In this case, monitoring will be carried out for 3 days to see the effect of medical intervention in reducing intraocular pressure. After a decrease in intraocular pressure occurs as planned, surgical intervention will be carried out, which is the definitive therapy for acute primary angle closure glaucoma. Laser iridotomy is performed on primary angle closure glaucoma of the PAC and PACG types. In contrast, no therapy is performed on the PACS type because it is asymptomatic. Laser iridotomy is not performed in acute primary angle-closure Glaucoma due to corneal edema, so that a trabeculectomy can be performed.

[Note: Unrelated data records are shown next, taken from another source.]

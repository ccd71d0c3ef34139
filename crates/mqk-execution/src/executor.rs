//! §4.G OrderExecutor — translates a risk-sized intent into a venue order
//! and, once filled, attaches protection.
//!
//! Mirrors a `BrokerGateway` chokepoint discipline (one object owning the
//! only path to a venue adapter) but generalized from a generic
//! `BrokerAdapter`/target-position model to a
//! reserve -> rate-limit -> submit -> protect sequence over
//! [`ExchangeAdapter`].

use std::sync::Mutex;

use chrono::{DateTime, Utc};
use sqlx::PgPool;
use uuid::Uuid;

use mqk_balance::{BalanceError, BalanceLedger};
use mqk_exchange_gateway::{
    ExchangeAdapter, ExchangeResult, GatewayError, OrderRequest, PlacedOrder, PositionDirection,
    ProtectionMode,
};
use mqk_ratelimiter::RateLimiter;
use mqk_risk::SizedIntent;
use mqk_schemas::{mul_div, EndpointClass, ExchangeId, Micros, Order, OrderType, Side, Signal,
    SignalFingerprint, MICROS_SCALE};

use crate::types::ExecutionError;

/// Result of a successful entry submission: the persisted [`Order`] row and
/// the reservation backing it, still `HELD` until the caller commits it.
#[derive(Clone, Debug)]
pub struct EntryFill {
    pub order: Order,
    pub reservation_id: Uuid,
}

/// `quantity x entry x margin_factor(leverage)`, per §4.G step 2.
/// `margin_factor(leverage) = 1 / leverage`.
pub fn reservation_amount_micros(qty_micros: Micros, entry_price_micros: Micros, leverage: u32) -> Micros {
    let notional = mul_div(qty_micros, entry_price_micros, MICROS_SCALE);
    notional / (leverage.max(1) as i64)
}

/// The stable idempotency key for one submission attempt. Same fingerprint
/// and attempt number always derive the same key, so a retried submit with
/// the same attempt count never double-creates a venue order.
pub fn idempotency_key(fingerprint: SignalFingerprint, attempt: u32) -> String {
    format!("{fingerprint}-{attempt}")
}

/// Owns the only path from sized intents to venue writes for one exchange.
/// Holds no state of its own beyond the adapter handle — balance and
/// rate-limiter state are passed in behind shared mutexes so the same
/// executor can be driven by concurrent signal-handling tasks.
pub struct OrderExecutor<A: ExchangeAdapter> {
    adapter: std::sync::Arc<A>,
}

impl<A: ExchangeAdapter> OrderExecutor<A> {
    pub fn new(adapter: std::sync::Arc<A>) -> Self {
        Self { adapter }
    }

    pub fn exchange(&self) -> &ExchangeId {
        self.adapter.exchange()
    }

    /// The underlying venue adapter, for callers that need direct access
    /// (e.g. `PositionMonitor`'s price/order-update subscriptions).
    pub fn adapter(&self) -> &A {
        &self.adapter
    }

    /// A cloned handle to the shared adapter, for callers that need to move
    /// it into a spawned task (e.g. the balance-reconciliation loop).
    pub fn adapter_handle(&self) -> std::sync::Arc<A> {
        self.adapter.clone()
    }

    /// §4.G steps 2-6: reserve balance, pass through the rate limiter,
    /// submit the entry order, and persist the resulting row. On a
    /// definitive venue rejection the reservation is released before this
    /// returns — callers never need to release it themselves on the error
    /// path.
    #[allow(clippy::too_many_arguments)]
    pub async fn submit_entry(
        &self,
        signal: &Signal,
        intent: &SizedIntent,
        currency: &str,
        hedge_mode: bool,
        balance: &Mutex<BalanceLedger>,
        rate_limiter: &Mutex<RateLimiter>,
        db_pool: Option<&PgPool>,
        fingerprint: SignalFingerprint,
        attempt: u32,
        now: DateTime<Utc>,
    ) -> Result<EntryFill, ExecutionError> {
        let exchange = self.adapter.exchange().clone();
        let entry_price = signal.suggested_entry_price_micros;
        let reservation_amount =
            reservation_amount_micros(intent.quantity_micros, entry_price, intent.leverage);

        let reservation_id = {
            let mut ledger = balance.lock().expect("balance ledger poisoned");
            ledger
                .reserve(
                    &exchange,
                    currency,
                    reservation_amount,
                    format!("signal:{fingerprint}"),
                    now,
                )
                .map_err(|e| match e {
                    BalanceError::InsufficientFunds { shortage_micros } => {
                        ExecutionError::InsufficientFunds { shortage_micros }
                    }
                    // `reserve` only ever fails via the headroom check above,
                    // which is always `InsufficientFunds`; the other
                    // variants belong to `commit`/`release`.
                    BalanceError::UnknownReservation(_) | BalanceError::WrongReservationState { .. } => {
                        unreachable!("reserve() cannot fail with {e}")
                    }
                })?
        };

        let delay = {
            let mut rl = rate_limiter.lock().expect("rate limiter poisoned");
            rl.acquire(&exchange, EndpointClass::Order, 2, now)
        };
        if delay > 0.0 {
            tokio::time::sleep(std::time::Duration::from_secs_f64(delay)).await;
        }

        let key = idempotency_key(fingerprint, attempt);
        let direction = PositionDirection::for_side(signal.side, hedge_mode);
        let request = OrderRequest {
            symbol: signal.symbol.clone(),
            side: signal.side,
            order_type: OrderType::Market,
            quantity_micros: intent.quantity_micros,
            limit_price_micros: None,
            reduce_only: false,
            position_direction: direction,
        };

        let placed = match self.adapter.place_order(&request, &key).await {
            Ok(placed) => placed,
            Err(err) => {
                let mut ledger = balance.lock().expect("balance ledger poisoned");
                let _ = ledger.release(reservation_id);
                return Err(ExecutionError::EntryRejected(err));
            }
        };

        let order = Order {
            id: Uuid::new_v4(),
            exchange: exchange.clone(),
            symbol: signal.symbol.clone(),
            side: signal.side,
            order_type: OrderType::Market,
            requested_qty_micros: intent.quantity_micros,
            filled_qty_micros: placed.filled_qty_micros,
            avg_fill_price_micros: placed.avg_fill_price_micros,
            status: placed.status,
            position_id: None,
            reservation_id: Some(reservation_id),
            created_at: now,
            updated_at: now,
            exchange_order_id: Some(placed.exchange_order_id),
            idempotency_key: key,
        };

        if let Some(pool) = db_pool {
            if let Err(e) = mqk_db::order_insert(pool, &order).await {
                tracing::error!(error = %e, order_id = %order.id, "order_insert failed after successful fill");
            }
        }

        Ok(EntryFill {
            order,
            reservation_id,
        })
    }

    /// Reduce-only market order for an SLTPEngine-driven partial or
    /// defensive close. No reservation is taken — closing exposure frees
    /// margin rather than consuming it. `idempotency_key` must be stable
    /// across retries of the same logical close (e.g. derived from
    /// `position_id` + ladder index).
    pub async fn submit_reduce_only(
        &self,
        symbol: &str,
        side: Side,
        hedge_mode: bool,
        qty_micros: Micros,
        idempotency_key: &str,
        rate_limiter: &Mutex<RateLimiter>,
        now: DateTime<Utc>,
    ) -> ExchangeResult<PlacedOrder> {
        let exchange = self.adapter.exchange().clone();
        let delay = {
            let mut rl = rate_limiter.lock().expect("rate limiter poisoned");
            rl.acquire(&exchange, EndpointClass::Order, 2, now)
        };
        if delay > 0.0 {
            tokio::time::sleep(std::time::Duration::from_secs_f64(delay)).await;
        }

        let direction = PositionDirection::for_side(side, hedge_mode);
        let request = OrderRequest {
            symbol: symbol.to_string(),
            side,
            order_type: OrderType::Market,
            quantity_micros: qty_micros,
            limit_price_micros: None,
            reduce_only: true,
            position_direction: direction,
        };
        self.adapter.place_order(&request, idempotency_key).await
    }

    /// §4.G step 8: move a HELD reservation to COMMITTED. Called once the
    /// entry order has reached `FILLED` (or an acceptable partial).
    pub fn commit_reservation(
        &self,
        balance: &Mutex<BalanceLedger>,
        reservation_id: Uuid,
    ) -> Result<(), BalanceError> {
        balance
            .lock()
            .expect("balance ledger poisoned")
            .commit(reservation_id)
    }

    /// §4.G step 7 / §7 `PositionModeMismatch`: install SL/TP on the
    /// appropriate hedge/one-way slot. A mismatch re-derives the slot once
    /// (flips the configured mode) and retries exactly once before
    /// surfacing the error — never retried a second time, per §7's policy.
    pub async fn install_protection(
        &self,
        symbol: &str,
        side: Side,
        hedge_mode: bool,
        stop_loss_micros: Option<Micros>,
        take_profit_micros: Option<Micros>,
        mode: ProtectionMode,
        rate_limiter: &Mutex<RateLimiter>,
        now: DateTime<Utc>,
    ) -> Result<(), GatewayError> {
        let exchange = self.adapter.exchange().clone();
        let delay = {
            let mut rl = rate_limiter.lock().expect("rate limiter poisoned");
            rl.acquire(&exchange, EndpointClass::Position, 1, now)
        };
        if delay > 0.0 {
            tokio::time::sleep(std::time::Duration::from_secs_f64(delay)).await;
        }

        let direction = PositionDirection::for_side(side, hedge_mode);
        match self
            .adapter
            .set_position_protection(symbol, direction, stop_loss_micros, take_profit_micros, mode)
            .await
        {
            Ok(()) => Ok(()),
            Err(GatewayError::PositionModeMismatch) => {
                let retry_direction = PositionDirection::for_side(side, !hedge_mode);
                self.adapter
                    .set_position_protection(
                        symbol,
                        retry_direction,
                        stop_loss_micros,
                        take_profit_micros,
                        mode,
                    )
                    .await
            }
            Err(e) => Err(e),
        }
    }
}
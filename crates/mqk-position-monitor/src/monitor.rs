//! §4.I PositionMonitor.
//!
//! The sole production caller of `mqk_sltp::tick`. Owns one price
//! subscription and one order-update subscription per exchange, drives
//! protection transitions through `OrderExecutor`, and reconciles Order/
//! Position state from venue fill events. A periodic sweep re-runs every
//! open position's tick so progress is guaranteed even if a stream event is
//! dropped.

use std::collections::HashMap;
use std::sync::Mutex as StdMutex;

use chrono::{DateTime, Utc};
use futures_util::StreamExt;
use sqlx::PgPool;
use tokio::sync::RwLock;
use uuid::Uuid;

use mqk_exchange_gateway::{ExchangeAdapter, GatewayError, OrderStatusDelta, ProtectionMode};
use mqk_execution::OrderExecutor;
use mqk_ratelimiter::RateLimiter;
use mqk_schemas::{ExchangeId, Micros, Position, ProtectionPlan};

use crate::types::MonitoredPosition;

pub struct PositionMonitor<A: ExchangeAdapter> {
    exchange: ExchangeId,
    executor: OrderExecutor<A>,
    /// Shared with `TradingCoordinator`'s own `submit_entry` calls — the
    /// spec requires one rate limiter gate per exchange, not one per caller.
    rate_limiter: std::sync::Arc<StdMutex<RateLimiter>>,
    pool: PgPool,
    positions: RwLock<HashMap<Uuid, tokio::sync::Mutex<MonitoredPosition>>>,
    /// Last observed mark price per symbol, used by the periodic sweep when
    /// no fresh tick has arrived.
    last_mark: RwLock<HashMap<String, Micros>>,
    /// `exchange_order_id -> (position_id, order_id)`, populated whenever
    /// this monitor submits a reduce-only order it needs to reconcile later.
    pending_orders: RwLock<HashMap<String, Uuid>>,
}

impl<A: ExchangeAdapter> PositionMonitor<A> {
    pub fn new(
        exchange: ExchangeId,
        executor: OrderExecutor<A>,
        rate_limiter: std::sync::Arc<StdMutex<RateLimiter>>,
        pool: PgPool,
    ) -> Self {
        Self {
            exchange,
            executor,
            rate_limiter,
            pool,
            positions: RwLock::new(HashMap::new()),
            last_mark: RwLock::new(HashMap::new()),
            pending_orders: RwLock::new(HashMap::new()),
        }
    }

    pub fn exchange(&self) -> &ExchangeId {
        &self.exchange
    }

    /// Registers a freshly filled-and-protected position. Called by
    /// `TradingCoordinator` once `OrderExecutor::install_protection` has
    /// succeeded.
    pub async fn register_position(&self, position: Position, plan: ProtectionPlan, hedge_mode: bool) {
        let mut positions = self.positions.write().await;
        positions.insert(
            position.id,
            tokio::sync::Mutex::new(MonitoredPosition::new(position, plan, hedge_mode)),
        );
    }

    /// Registers a filled entry whose protection install failed (§7 /
    /// S5). The monitor retries the install on every tick and sweep until
    /// it succeeds; SLTPEngine is not invoked while unprotected.
    pub async fn register_unprotected(&self, position: Position, plan: ProtectionPlan, hedge_mode: bool) {
        let mut positions = self.positions.write().await;
        positions.insert(
            position.id,
            tokio::sync::Mutex::new(MonitoredPosition::unprotected(position, plan, hedge_mode)),
        );
    }

    pub async fn is_tracked(&self, position_id: Uuid) -> bool {
        self.positions.read().await.contains_key(&position_id)
    }

    /// Plain-data snapshot of every open, tracked position: `(symbol, side,
    /// current_qty_micros)`. No reconciliation types leak into this crate —
    /// callers that need a drift-check snapshot (e.g. `mqk-reconcile`'s
    /// position comparison) build it from this.
    pub async fn open_position_snapshot(&self) -> Vec<(String, mqk_schemas::Side, Micros)> {
        let positions = self.positions.read().await;
        let mut out = Vec::with_capacity(positions.len());
        for entry in positions.values() {
            let guard = entry.lock().await;
            if guard.position.is_open() {
                out.push((
                    guard.position.symbol.clone(),
                    guard.position.side,
                    guard.position.current_qty_micros,
                ));
            }
        }
        out
    }

    /// §4.I: one price tick. Drives every open position on `symbol`.
    pub async fn on_price_tick(&self, symbol: &str, mark_price_micros: Micros, now: DateTime<Utc>) {
        self.last_mark
            .write()
            .await
            .insert(symbol.to_string(), mark_price_micros);

        let positions = self.positions.read().await;
        for entry in positions.values() {
            let mut guard = entry.lock().await;
            if guard.position.symbol != symbol || !guard.position.is_open() {
                continue;
            }
            self.drive(&mut guard, mark_price_micros, now).await;
        }
    }

    /// §4.I periodic safety-net pass: re-evaluates every open, tracked
    /// position at its last known mark. Idempotent — positions with nothing
    /// new to do produce no action.
    pub async fn run_periodic_sweep(&self, now: DateTime<Utc>) {
        let last_mark = self.last_mark.read().await.clone();
        let positions = self.positions.read().await;
        for entry in positions.values() {
            let mut guard = entry.lock().await;
            if !guard.position.is_open() {
                continue;
            }
            let Some(mark) = last_mark.get(&guard.position.symbol).copied() else {
                continue;
            };
            self.drive(&mut guard, mark, now).await;
        }
    }

    async fn drive(&self, guard: &mut MonitoredPosition, mark_price_micros: Micros, now: DateTime<Utc>) {
        if guard.unprotected {
            self.retry_protection_install(guard, now).await;
            return;
        }

        let outcome = mqk_sltp::tick(&guard.position, mark_price_micros, &guard.plan, now);
        let Some(action) = outcome.action else {
            guard.position = outcome.position;
            self.persist(&guard.position).await;
            return;
        };

        match action {
            mqk_sltp::ProtectionAction::PartialClose {
                ladder_index,
                close_qty_micros,
            } => {
                let key = format!("{}-partial-{}", guard.position.id, ladder_index);
                let result = self
                    .executor
                    .submit_reduce_only(
                        &guard.position.symbol,
                        guard.position.side,
                        guard.hedge_mode,
                        close_qty_micros,
                        &key,
                        &self.rate_limiter,
                        now,
                    )
                    .await;
                match result {
                    Ok(placed) => {
                        self.pending_orders
                            .write()
                            .await
                            .insert(placed.exchange_order_id, guard.position.id);
                        guard.position = outcome.position;
                        self.persist(&guard.position).await;
                    }
                    Err(e) => {
                        tracing::warn!(error = %e, position_id = %guard.position.id, ladder_index, "partial close rejected, will retry next tick");
                    }
                }
            }
            mqk_sltp::ProtectionAction::MoveStopLoss { new_sl_micros } => {
                let result = self
                    .executor
                    .install_protection(
                        &guard.position.symbol,
                        guard.position.side,
                        guard.hedge_mode,
                        Some(new_sl_micros),
                        guard.position.active_tp_micros,
                        ProtectionMode::Partial,
                        &self.rate_limiter,
                        now,
                    )
                    .await;
                match result {
                    Ok(()) => {
                        guard.position = outcome.position;
                        self.persist(&guard.position).await;
                    }
                    Err(GatewayError::InvalidParams(reason)) => {
                        tracing::error!(position_id = %guard.position.id, %reason, "stop-loss move rejected as invalid, forcing defensive close");
                        self.defensive_close(guard, now).await;
                    }
                    Err(e) => {
                        tracing::warn!(error = %e, position_id = %guard.position.id, "stop-loss move failed, will retry next tick");
                    }
                }
            }
            mqk_sltp::ProtectionAction::ClosePosition => {
                self.defensive_close(guard, now).await;
            }
        }
    }

    async fn defensive_close(&self, guard: &mut MonitoredPosition, now: DateTime<Utc>) {
        let key = format!("{}-defensive-close", guard.position.id);
        let result = self
            .executor
            .submit_reduce_only(
                &guard.position.symbol,
                guard.position.side,
                guard.hedge_mode,
                guard.position.current_qty_micros,
                &key,
                &self.rate_limiter,
                now,
            )
            .await;
        match result {
            Ok(placed) => {
                self.pending_orders
                    .write()
                    .await
                    .insert(placed.exchange_order_id, guard.position.id);
                guard.position.current_qty_micros = 0;
                guard.position.updated_at = now;
                self.persist(&guard.position).await;
            }
            Err(e) => {
                tracing::error!(error = %e, position_id = %guard.position.id, "defensive close itself failed");
            }
        }
    }

    async fn retry_protection_install(&self, guard: &mut MonitoredPosition, now: DateTime<Utc>) {
        let result = self
            .executor
            .install_protection(
                &guard.position.symbol,
                guard.position.side,
                guard.hedge_mode,
                guard.position.active_sl_micros,
                guard.position.active_tp_micros,
                ProtectionMode::Full,
                &self.rate_limiter,
                now,
            )
            .await;
        match result {
            Ok(()) => {
                tracing::info!(position_id = %guard.position.id, attempts = guard.unprotected_attempts + 1, "protection installed, critical state clears");
                guard.unprotected = false;
                guard.unprotected_attempts = 0;
                self.persist(&guard.position).await;
            }
            Err(e) => {
                guard.unprotected_attempts += 1;
                tracing::error!(error = %e, position_id = %guard.position.id, attempts = guard.unprotected_attempts, "position remains unprotected");
            }
        }
    }

    /// §6 order-update reconciliation: applied against a position this
    /// monitor placed a reduce-only order for. Unknown `exchange_order_id`s
    /// (entry fills owned by `OrderExecutor`) are ignored here.
    pub async fn reconcile_order_update(&self, delta: &OrderStatusDelta) {
        let pending = self.pending_orders.read().await;
        let Some(&position_id) = pending.get(&delta.exchange_order_id) else {
            return;
        };
        drop(pending);

        let positions = self.positions.read().await;
        if let Some(entry) = positions.get(&position_id) {
            let mut guard = entry.lock().await;
            guard.position.updated_at = delta.ts;
            self.persist(&guard.position).await;
        }
    }

    async fn persist(&self, position: &Position) {
        if let Err(e) = mqk_db::position_upsert(&self.pool, position).await {
            tracing::error!(error = %e, position_id = %position.id, "position_upsert failed");
        }
    }
}
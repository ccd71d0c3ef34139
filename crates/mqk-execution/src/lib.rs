//! mqk-execution — §4.G OrderExecutor.
//!
//! The only path from a risk-sized intent to a venue write: reserve
//! balance, pass the exchange rate limiter, submit through an
//! [`mqk_exchange_gateway::ExchangeAdapter`], persist the resulting order,
//! and attach protection. [`oms`] tracks the idempotent order lifecycle
//! once a venue order exists; it is domain-agnostic and used unchanged by
//! `mqk-position-monitor`.

pub mod executor;
pub mod oms;
mod types;

pub use executor::{idempotency_key, reservation_amount_micros, EntryFill, OrderExecutor};
pub use types::ExecutionError;
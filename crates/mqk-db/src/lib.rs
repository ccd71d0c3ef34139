//! Persistence boundary for the trading coordination core.
//!
//! A narrow async repository over Postgres: insert/update Order, insert/update
//! Position, insert-if-absent Signal, CAS operations on WorkerLease rows, and
//! an append-only event log. The concrete schema is not a design concern of
//! the core itself — callers depend on the functions in this module, not on
//! table layout — but a `migrations/` directory is included so the crate is
//! runnable standalone.
//!
//! Every write that must survive a crash-and-retry uses the same idiom:
//! `INSERT ... ON CONFLICT (key) DO NOTHING RETURNING id` for idempotent
//! dedup inserts, and `UPDATE ... FOR UPDATE SKIP LOCKED` CTEs for atomic
//! exclusive claiming (the WorkerLease CAS).

use anyhow::{Context, Result};
use chrono::{DateTime, Utc};
use serde_json::Value;
use sqlx::Row;
use sqlx::{postgres::PgPoolOptions, PgPool};
use uuid::Uuid;

use mqk_schemas::{Order, OrderStatus, Position, Side, SignalFingerprint};

pub const ENV_DB_URL: &str = "MQK_DATABASE_URL";

/// Connect to Postgres using `MQK_DATABASE_URL`.
pub async fn connect_from_env() -> Result<PgPool> {
    let url = std::env::var(ENV_DB_URL).with_context(|| format!("missing env var {ENV_DB_URL}"))?;

    let pool = PgPoolOptions::new()
        .max_connections(10)
        .connect(&url)
        .await
        .context("failed to connect to Postgres")?;

    Ok(pool)
}

/// Test helper: connect using `MQK_DATABASE_URL` and ensure migrations are applied.
pub async fn testkit_db_pool() -> Result<PgPool> {
    let pool = connect_from_env().await?;
    migrate(&pool).await?;
    Ok(pool)
}
//! Arm state with fail-closed boot semantics.
//!
//! # Invariants
//!
//! - **Boot is always fail-closed**: the system starts DISARMED on every
//!   restart, regardless of what the last persisted state was. A previously
//!   armed state is NOT trusted; explicit re-arm is required every session.
//!
//! - **Disarm reason is preserved across restart**: when a reconcile drift
//!   triggered the disarm, that reason survives in the persisted record so
//!   operators can identify the cause before re-arming.
//!
//! - **Explicit arm is the only escape**: `ArmState::arm()` is the sole path
//!   to `Armed`. Callers MUST have passed [`crate::check_arm_gate`] before
//!   calling it — that enforcement lives at the caller's single choke-point,
//!   not here.
//!
//! All logic is pure deterministic — no IO, no clock, no randomness.

use crate::gate::DriftAction;

/// The reason the system is disarmed.
///
/// Preserved in persistence so operators know why a re-arm is required.
#[derive(Clone, Debug, PartialEq, Eq)]
pub enum DisarmReason {
    /// System booted without a previously armed state — fail-closed default.
    BootDefault,
    /// Operator explicitly disarmed the system.
    ManualDisarm,
    /// Reconcile drift detected between local and broker state.
    ReconcileDrift,
}

/// The system's top-level arm state.
///
/// Tracked in memory and persisted so `ArmState::boot` can determine the
/// starting state on every restart (always DISARMED — see invariants above).
#[derive(Clone, Debug, PartialEq, Eq)]
pub enum ArmState {
    /// System is armed — execution is permitted (subject to other gates).
    Armed,
    /// System is disarmed — execution is blocked regardless of other conditions.
    Disarmed { reason: DisarmReason },
}

impl ArmState {
    /// Fail-closed boot semantics.
    ///
    /// | Persisted state              | Boot result                        |
    /// |------------------------------|------------------------------------|
    /// | `None` (no record)           | `Disarmed { BootDefault }`         |
    /// | `Some(Armed)`                | `Disarmed { BootDefault }`         |
    /// | `Some(Disarmed { reason })`  | `Disarmed { reason }` (preserved)  |
    ///
    /// The system NEVER auto-arms from a persisted `Armed` state. Re-arm
    /// always requires explicit operator action after each restart.
    pub fn boot(persisted: Option<ArmState>) -> Self {
        match persisted {
            None => ArmState::Disarmed {
                reason: DisarmReason::BootDefault,
            },
            Some(ArmState::Armed) => ArmState::Disarmed {
                reason: DisarmReason::BootDefault,
            },
            Some(d @ ArmState::Disarmed { .. }) => d,
        }
    }

    /// Explicit operator arm.
    ///
    /// Callers MUST have passed [`crate::check_arm_gate`] before calling
    /// this. This function does not re-verify the gate; that is the
    /// caller's responsibility, enforced at its own single choke-point.
    pub fn arm() -> Self {
        ArmState::Armed
    }

    /// Manual operator disarm.
    pub fn manual_disarm() -> Self {
        ArmState::Disarmed {
            reason: DisarmReason::ManualDisarm,
        }
    }

    /// Derive an `ArmState` transition from a periodic [`DriftAction`].
    ///
    /// Returns `Some(Disarmed { ReconcileDrift })` for
    /// [`DriftAction::HaltAndDisarm`]; `None` for `Continue` (no transition —
    /// the caller keeps whatever arm state it already had).
    pub fn from_drift_action(action: &DriftAction) -> Option<Self> {
        match action {
            DriftAction::HaltAndDisarm { .. } => Some(ArmState::Disarmed {
                reason: DisarmReason::ReconcileDrift,
            }),
            DriftAction::Continue => None,
        }
    }

    /// `true` if execution is permitted.
    pub fn is_armed(&self) -> bool {
        matches!(self, ArmState::Armed)
    }

    /// `true` if execution is blocked.
    pub fn is_disarmed(&self) -> bool {
        !self.is_armed()
    }
}

#[cfg(test)]
mod tests {
    use super::*;
    use crate::ReconcileReport;

    #[test]
    fn boot_with_no_record_is_disarmed_boot_default() {
        assert_eq!(
            ArmState::boot(None),
            ArmState::Disarmed {
                reason: DisarmReason::BootDefault
            }
        );
    }

    #[test]
    fn boot_never_trusts_a_persisted_armed_state() {
        assert_eq!(
            ArmState::boot(Some(ArmState::Armed)),
            ArmState::Disarmed {
                reason: DisarmReason::BootDefault
            }
        );
    }

    #[test]
    fn boot_preserves_a_persisted_disarm_reason() {
        let persisted = ArmState::Disarmed {
            reason: DisarmReason::ManualDisarm,
        };
        assert_eq!(ArmState::boot(Some(persisted.clone())), persisted);
    }

    #[test]
    fn drift_continue_yields_no_transition() {
        assert_eq!(ArmState::from_drift_action(&DriftAction::Continue), None);
    }

    #[test]
    fn drift_halt_disarms_with_reconcile_drift_reason() {
        let action = DriftAction::HaltAndDisarm {
            report: ReconcileReport::clean(),
        };
        assert_eq!(
            ArmState::from_drift_action(&action),
            Some(ArmState::Disarmed {
                reason: DisarmReason::ReconcileDrift
            })
        );
    }
}
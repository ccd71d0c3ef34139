//! §4.J TradingCoordinator: the composition root for one exchange
//! connection. Owns the lease, the signal pipeline, and reports into the
//! shared `AppState` the HTTP surface serves from.

use std::sync::{
    atomic::{AtomicU32, Ordering},
    Arc, Mutex as StdMutex,
};

use chrono::{DateTime, Utc};
use sqlx::PgPool;
use tokio::sync::Mutex as AsyncMutex;
use uuid::Uuid;

use mqk_audit::AuditWriter;
use mqk_balance::BalanceLedger;
use mqk_config::{CoreConfig, ExchangeConfig};
use mqk_dedup::{AdmitDecision, SignalDeduplicator};
use mqk_exchange_gateway::ExchangeAdapter;
use mqk_execution::{ExecutionError, OrderExecutor};
use mqk_position_monitor::PositionMonitor;
use mqk_ratelimiter::RateLimiter;
use mqk_reconcile::{ArmState, BrokerSnapshot, LocalSnapshot};
use mqk_risk::RiskRejection;
use mqk_schemas::{ExchangeId, Position, ProtectionPlan, Side, Signal};
use mqk_worker::{HeartbeatOutcome, LeaseHandle, RegisterOutcome, WorkerCoordinator};

use crate::context::resolve_risk_context;
use crate::events::LifecycleEvent;
use crate::portfolio::PortfolioState;
use crate::state::AppState;
use crate::status::{ExchangeStatus, RateBucketStatus, RecentRejection};

/// One signal's outcome through the whole pipeline.
#[derive(Debug)]
pub enum IngestOutcome {
    Accepted { position_id: Uuid },
    RejectedDuplicate,
    RejectedByRisk(RiskRejection),
    RejectedByVenue(ExecutionError),
    /// The system is disarmed (boot default, manual disarm, or a reconcile
    /// drift halt) — no new entries are submitted until an operator re-arms.
    RejectedDisarmed(mqk_reconcile::DisarmReason),
}

/// The lease role name every coordinator for a given exchange registers
/// under — one live writer per exchange, never per process.
fn lease_role(exchange: &ExchangeId) -> String {
    format!("trading-coordinator:{}", exchange.0)
}

pub struct TradingCoordinator<A: ExchangeAdapter> {
    exchange: ExchangeId,
    core_config: CoreConfig,
    exchange_config: ExchangeConfig,
    settle_currency: String,
    hedge_mode: bool,
    protection_plan: ProtectionPlan,
    dedup: AsyncMutex<SignalDeduplicator>,
    balance: Arc<StdMutex<BalanceLedger>>,
    rate_limiter: Arc<StdMutex<RateLimiter>>,
    executor: OrderExecutor<A>,
    monitor: Arc<PositionMonitor<A>>,
    portfolio: PortfolioState,
    worker: Arc<WorkerCoordinator>,
    lease: AsyncMutex<Option<LeaseHandle>>,
    /// System-wide armed/disarmed flag (fail-closed on every boot). Checked
    /// at the top of `ingest_signal`; the sole chokepoint.
    arm: StdMutex<ArmState>,
    audit: StdMutex<AuditWriter>,
    app_state: Arc<AppState>,
    db_pool: PgPool,
    run_id: Uuid,
    recent_rejections: StdMutex<std::collections::VecDeque<RecentRejection>>,
    /// Count of reservations currently HELD (reserved, not yet committed or
    /// released). `BalanceLedger` exposes the reserved *amount*, not a
    /// count, so this is tracked alongside it for the §6 status surface.
    open_reservations: AtomicU32,
}

const RECENT_REJECTIONS_CAP: usize = 50;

Complications of Glaucoma include chronic corneal edema and permanent loss of central or peripheral vision. The prognosis for Glaucoma depends on the level of eye damage that has occurred. In this case, the prognosis tends to be good because acute angle closure glaucoma is an emergency condition in the eye. Intervention needs to be carried out as soon as possible, within 24-48 hours, so that in this case, if medical intervention can reduce intraocular pressure, then surgical intervention can be carried out immediately, which can prevent progressive eye nerve damage.

 

CONCLUSION

Glaucoma is an eye disorder characterized by slowly progressive chronic optic neuropathy, characterized by the triad of typical optic nerve papillary atrophy, reduced or lost visual field width and increased intraocular pressure > 21 mmHg. The most common causes of Glaucoma are obstructions in the outflow of aqueous humor due to pupillary block, closed anterior chamber angle, narrowing of the trabecular meshwork and increased episcleral venous pressure, thereby increasing intraocular pressure.

There are two treatments for Glaucoma, namely medical intervention and surgical intervention. The medical interventions used are anti-glaucoma drugs such as alpha (α)-adrenergic agonists, beta (β)-adrenergic receptor antagonists, prostaglandin agonists, carbonic anhydrase inhibitors, epinephrine or a combination of two anti-glaucoma drugs. Surgical interventions that can be performed are laser trabeculoplasty, trabeculectomy and laser iridotomy. Complications of Glaucoma include chronic corneal edema and loss of central or peripheral vision. The prognosis for Glaucoma depends on the level of eye damage that has occurred.